The European Commission is advancing a radical proposal that would allow children of any age to legally choose their gender—without medical assessment, psychological evaluation, or age minimums. Under the draft LGBTIQ+ Equality Strategy 2026–2030, the Commission would push for “self-determination” models that eliminate all age limits for gender recognition.
Specifically, the proposal would strip away requirements that minors prove they have undergone treatment or diagnostic review before changing their legal sex. Even more alarmingly, it suggests banning “talking therapy” aimed at helping children explore doubts about gender identity. The Commission would also pressure reluctant member states by threatening to withhold EU funds from regions that resist compliance.

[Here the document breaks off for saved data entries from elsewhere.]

//! Command-line arguments.

use std::path::PathBuf;

use clap::{Parser, Subcommand};
use custody_proto::Pubkey;

/// Chain custody command-line client
#[derive(Parser, Debug)]
#[command(name = "custody")]
#[command(about = "Create, transfer, and inspect chain-of-custody records")]
#[command(version)]
pub struct Cli {
    /// Server address
    #[arg(short, long, global = true, env = "CUSTODY_SERVER", default_value = "127.0.0.1:4433")]
    pub server: String,

    /// TLS server name to verify
    #[arg(long, global = true, env = "CUSTODY_SERVER_NAME", default_value = "localhost")]
    pub server_name: String,

    /// Trusted server certificate (PEM), e.g. from `custody-server --write-cert`
    #[arg(long, global = true, env = "CUSTODY_CA")]
    pub ca: Option<PathBuf>,

    /// Keypair file (JSON array of 64 bytes); generated on first use
    #[arg(
        short,
        long,
        global = true,
        env = "CUSTODY_KEYPAIR",
        default_value = "custody-keypair.json"
    )]
    pub keypair: PathBuf,

    /// Program id: 64 hex characters, or a deployment name to derive it from
    #[arg(long, global = true, env = "CUSTODY_PROGRAM_ID", default_value = "chaincustody")]
    pub program_id: String,

    /// Seconds to wait for each reply
    #[arg(long, global = true, env = "CUSTODY_TIMEOUT", default_value = "10")]
    pub timeout: u64,

    /// Log level (trace, debug, info, warn, error)
    #[arg(long, global = true, env = "CUSTODY_LOG_LEVEL", default_value = "warn")]
    pub log_level: String,

    #[command(subcommand)]
    pub command: Command,
}

/// One subcommand per ledger operation.
#[derive(Subcommand, Debug)]
pub enum Command {
    /// Generate a new keypair file and print its public key
    Keygen {
        /// Overwrite an existing keypair file
        #[arg(long)]
        force: bool,
    },

    /// Print the record address of a material id
    Address {
        /// Material identifier
        material_id: String,
    },

    /// Create a record held by this keypair
    Init {
        /// Material identifier
        material_id: String,
    },

    /// Hand custody to another key
    Transfer {
        /// Material identifier
        material_id: String,
        /// New holder's public key (hex)
        new_holder: Pubkey,
        /// Note kept in the custody history
        #[arg(long, default_value = "")]
        notes: String,
    },

    /// Quarantine a material held by this keypair
    Quarantine {
        /// Material identifier
        material_id: String,
        /// Why the material is quarantined
        #[arg(long)]
        reason: String,
    },

    /// Show a record's holder and sequence
    Fetch {
        /// Material identifier
        material_id: String,
    },

    /// Show a record's custody history
    History {
        /// Material identifier
        material_id: String,
        /// First sequence to show
        #[arg(long, default_value = "0")]
        from: u64,
        /// Maximum number of entries
        #[arg(long, default_value = "100")]
        limit: u32,
    },

    /// List records in address order
    Materials {
        /// Maximum number of records
        #[arg(long, default_value = "100")]
        limit: u32,
    },

    /// Register this keypair under a role
    RegisterSigner {
        /// Role name
        role: String,
    },

    /// List registered signers in key order
    Signers {
        /// Start after this public key (hex)
        #[arg(long)]
        after: Option<Pubkey>,
        /// Maximum number of entries
        #[arg(long, default_value = "100")]
        limit: u32,
    },
}

impl Command {
    /// Whether the command talks to a server.
    pub fn needs_server(&self) -> bool {
        !matches!(self, Self::Keygen { .. } | Self::Address { .. })
    }
}

#[cfg(test)]
#[allow(clippy::unwrap_used)]
mod tests {
    use clap::CommandFactory;

    use super::*;

    #[test]
    fn arguments_are_consistent() {
        Cli::command().debug_assert();
    }

    #[test]
    fn transfer_parses_hex_holder() {
        let holder = "11".repeat(32);
        let cli =
            Cli::try_parse_from(["custody", "transfer", "MatA123", &holder, "--notes", "dock 4"])
                .unwrap();

        match cli.command {
            Command::Transfer { material_id, new_holder, notes } => {
                assert_eq!(material_id, "MatA123");
                assert_eq!(new_holder, Pubkey::new([0x11; 32]));
                assert_eq!(notes, "dock 4");
            },
            other => panic!("unexpected command {other:?}"),
        }
    }

    #[test]
    fn transfer_rejects_bad_holder() {
        assert!(Cli::try_parse_from(["custody", "transfer", "MatA123", "not-hex"]).is_err());
    }

    #[test]
    fn signers_page_from_cursor() {
        let after = "22".repeat(32);
        let cli =
            Cli::try_parse_from(["custody", "signers", "--after", &after, "--limit", "5"]).unwrap();

        match cli.command {
            Command::Signers { after, limit } => {
                assert_eq!(after, Some(Pubkey::new([0x22; 32])));
                assert_eq!(limit, 5);
            },
            other => panic!("unexpected command {other:?}"),
        }
    }

    #[test]
    fn local_commands_need_no_server() {
        let cli = Cli::try_parse_from(["custody", "address", "MatA123"]).unwrap();
        assert!(!cli.command.needs_server());

        let cli = Cli::try_parse_from(["custody", "fetch", "MatA123"]).unwrap();
        assert!(cli.command.needs_server());
    }
}
#[test]
fn long_ids_share_stored_prefix_but_not_address() {
    let fx = Fixture::new();
    let signer = keypair(1);

    fx.initialize("ABCDEFGHIJKLMNOPQRST-lot-1", &signer).expect("first initialize failed");
    fx.initialize("ABCDEFGHIJKLMNOPQRST-lot-2", &signer).expect("second initialize failed");

    let view =
        fx.program.fetch(&fx.address("ABCDEFGHIJKLMNOPQRST-lot-1"), &fx.storage).expect("fetch");
    assert_eq!(view.material_id, "ABCDEFGHIJKLMNOPQRST");
    assert_eq!(fx.storage.record_count(), 2);
}

#[test]
fn transfer_by_non_holder_rejected() {
    let fx = Fixture::new();
    let initializer = keypair(1);
    let intruder = keypair(9);

    fx.initialize("MatA123", &initializer).expect("initialize failed");
    let result = fx.transfer(&fx.transfer_ix("MatA123", &intruder, intruder.pubkey(), 0));

    match result {
        Err(ProgramError::Unauthorized { holder, signer }) => {
            assert_eq!(holder, initializer.pubkey());
            assert_eq!(signer, intruder.pubkey());
        },
        other => panic!("expected Unauthorized, got {other:?}"),
    }
    verify_custody_chain(&fx, "MatA123", initializer.pubkey(), 0);
}

#[test]
fn transfer_claiming_holder_without_signature_rejected() {
    let fx = Fixture::new();
    let initializer = keypair(1);
    let intruder = keypair(9);

    fx.initialize("MatA123", &initializer).expect("initialize failed");

    // Names the real holder but is signed by someone else.
    let mut ix = fx.transfer_ix("MatA123", &initializer, intruder.pubkey(), 0);
    intruder.sign_instruction(&mut ix);

    let result = fx.transfer(&ix);
    assert!(matches!(result, Err(ProgramError::InvalidSignature(_))));
    verify_custody_chain(&fx, "MatA123", initializer.pubkey(), 0);
}

#[test]
fn transfer_of_missing_record_rejected() {
    let fx = Fixture::new();
    let holder = keypair(1);

    let result = fx.transfer(&fx.transfer_ix("Nope", &holder, keypair(2).pubkey(), 0));
    assert!(matches!(result, Err(ProgramError::RecordNotFound(_))));
}

#[test]
fn replayed_transfer_rejected() {
    let fx = Fixture::new();
    let a = keypair(1);
    let b = keypair(2);

    fx.initialize("MatA123", &a).expect("initialize failed");
    let a_to_b = fx.transfer_ix("MatA123", &a, b.pubkey(), 0);
    fx.transfer(&a_to_b).expect("first transfer failed");
    fx.transfer(&fx.transfer_ix("MatA123", &b, a.pubkey(), 1)).expect("second transfer failed");

    // A is holder again, so the captured instruction names the right holder.
    let result = fx.transfer(&a_to_b);
    assert_eq!(result, Err(ProgramError::StaleSequence { current: 2, expected: 0 }));
    verify_custody_chain(&fx, "MatA123", a.pubkey(), 2);
}

#[test]
fn transfer_to_self_advances_sequence() {
    let fx = Fixture::new();
    let a = keypair(1);

    fx.initialize("MatA123", &a).expect("initialize failed");
    fx.transfer(&fx.transfer_ix("MatA123", &a, a.pubkey(), 0)).expect("transfer failed");

    verify_custody_chain(&fx, "MatA123", a.pubkey(), 1);
}

#[test]
fn long_chain_keeps_history_contiguous() {
    let fx = Fixture::new();
    let holders: Vec<Keypair> = (1..=6).map(keypair).collect();

    fx.initialize("MatA123", &holders[0]).expect("initialize failed");
    for seq in 0..20u64 {
        let from = &holders[(seq as usize) % holders.len()];
        let to = &holders[(seq as usize + 1) % holders.len()];
        fx.transfer(&fx.transfer_ix("MatA123", from, to.pubkey(), seq)).expect("transfer failed");
    }

    verify_custody_chain(&fx, "MatA123", holders[0].pubkey(), 20);
    assert_eq!(fx.storage.total_transfer_count(), 20);
}

#[test]
fn quarantine_blocks_transfers() {
    let fx = Fixture::new();
    let holder = keypair(1);

    fx.initialize("MatA123", &holder).expect("initialize failed");

    let mut ix = QuarantineMaterial {
        record: fx.address("MatA123"),
        authority: holder.pubkey(),
        expected_sequence: 0,
        reason: "seal broken".to_string(),
        signature: vec![],
    };
    holder.sign_instruction(&mut ix);
    let actions = fx.program.quarantine_material(&ix, &fx.storage).expect("quarantine failed");
    apply_actions(&actions, &fx.storage).expect("apply failed");

    let view = fx.program.fetch(&fx.address("MatA123"), &fx.storage).expect("fetch failed");
    assert_eq!(view.status, MaterialStatus::Quarantined);
    assert_eq!(view.last_sequence, 0);

    let result = fx.transfer(&fx.transfer_ix("MatA123", &holder, keypair(2).pubkey(), 0));
    assert!(matches!(result, Err(ProgramError::Quarantined(_))));
}

#[test]
fn quarantine_by_non_holder_rejected() {
    let fx = Fixture::new();
    let holder = keypair(1);
    let other = keypair(2);

    fx.initialize("MatA123", &holder).expect("initialize failed");

    let mut ix = QuarantineMaterial {
        record: fx.address("MatA123"),
        authority: other.pubkey(),
        expected_sequence: 0,
        reason: String::new(),
        signature: vec![],
    };
    other.sign_instruction(&mut ix);

    let result = fx.program.quarantine_material(&ix, &fx.storage);
    assert!(matches!(result, Err(ProgramError::Unauthorized { .. })));
}

fn register_ix(signer: &Keypair, role: &str, expected_sequence: u64) -> RegisterSigner {
    let mut ix = RegisterSigner {
        signer: signer.pubkey(),
        role: role.to_string(),
        expected_sequence,
        signature: vec![],
    };
    signer.sign_instruction(&mut ix);
    ix
}
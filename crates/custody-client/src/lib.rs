//! Chain Custody Client
//!
//! Action-based client state machine for the custody protocol. Builds and
//! signs instructions, tracks outstanding requests, and decodes replies.
//!
//! # Architecture
//!
//! The client is a pure state machine that:
//! - Receives events from the caller (application intents, reply frames,
//!   ticks)
//! - Produces actions for the caller to execute (send frames, report results)
//! - Uses the `Environment` trait for time and randomness (deterministic
//!   testing)
//!
//! # Components
//!
//! - [`Client`]: Top-level state machine
//! - [`ClientEvent`]: Events fed into the client
//! - [`ClientAction`]: Actions produced by the client

#![forbid(unsafe_code)]
#![deny(missing_docs)]

mod client;
mod error;
mod event;

pub use client::{Client, ClientConfig, ClientIdentity};
pub use custody_core::Environment;
pub use error::ClientError;
pub use event::{ClientAction, ClientEvent, RequestKind};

Currently, only 9 of the 27 EU nations allow gender self-identification without medical input. Others mandate doctors’ letters, psychological reports, or minimum ages. Brussels aims to bypass national sovereignty and impose a one-size-fits-all gender ideology across the continent.
Women’s rights advocates and legal scholars have sounded the alarm. They argue this shift erases important sex-based protections, undermines safeguards for children, and concentrates ideological power in unelected bureaucracies.
Though currently nonbinding, the proposed policy looms as a template for future enforcement. If approved by member governments, it could fundamentally reshape national laws governing identity, childhood, and bodily autonomy—unmooring them from medical and ethical constraints.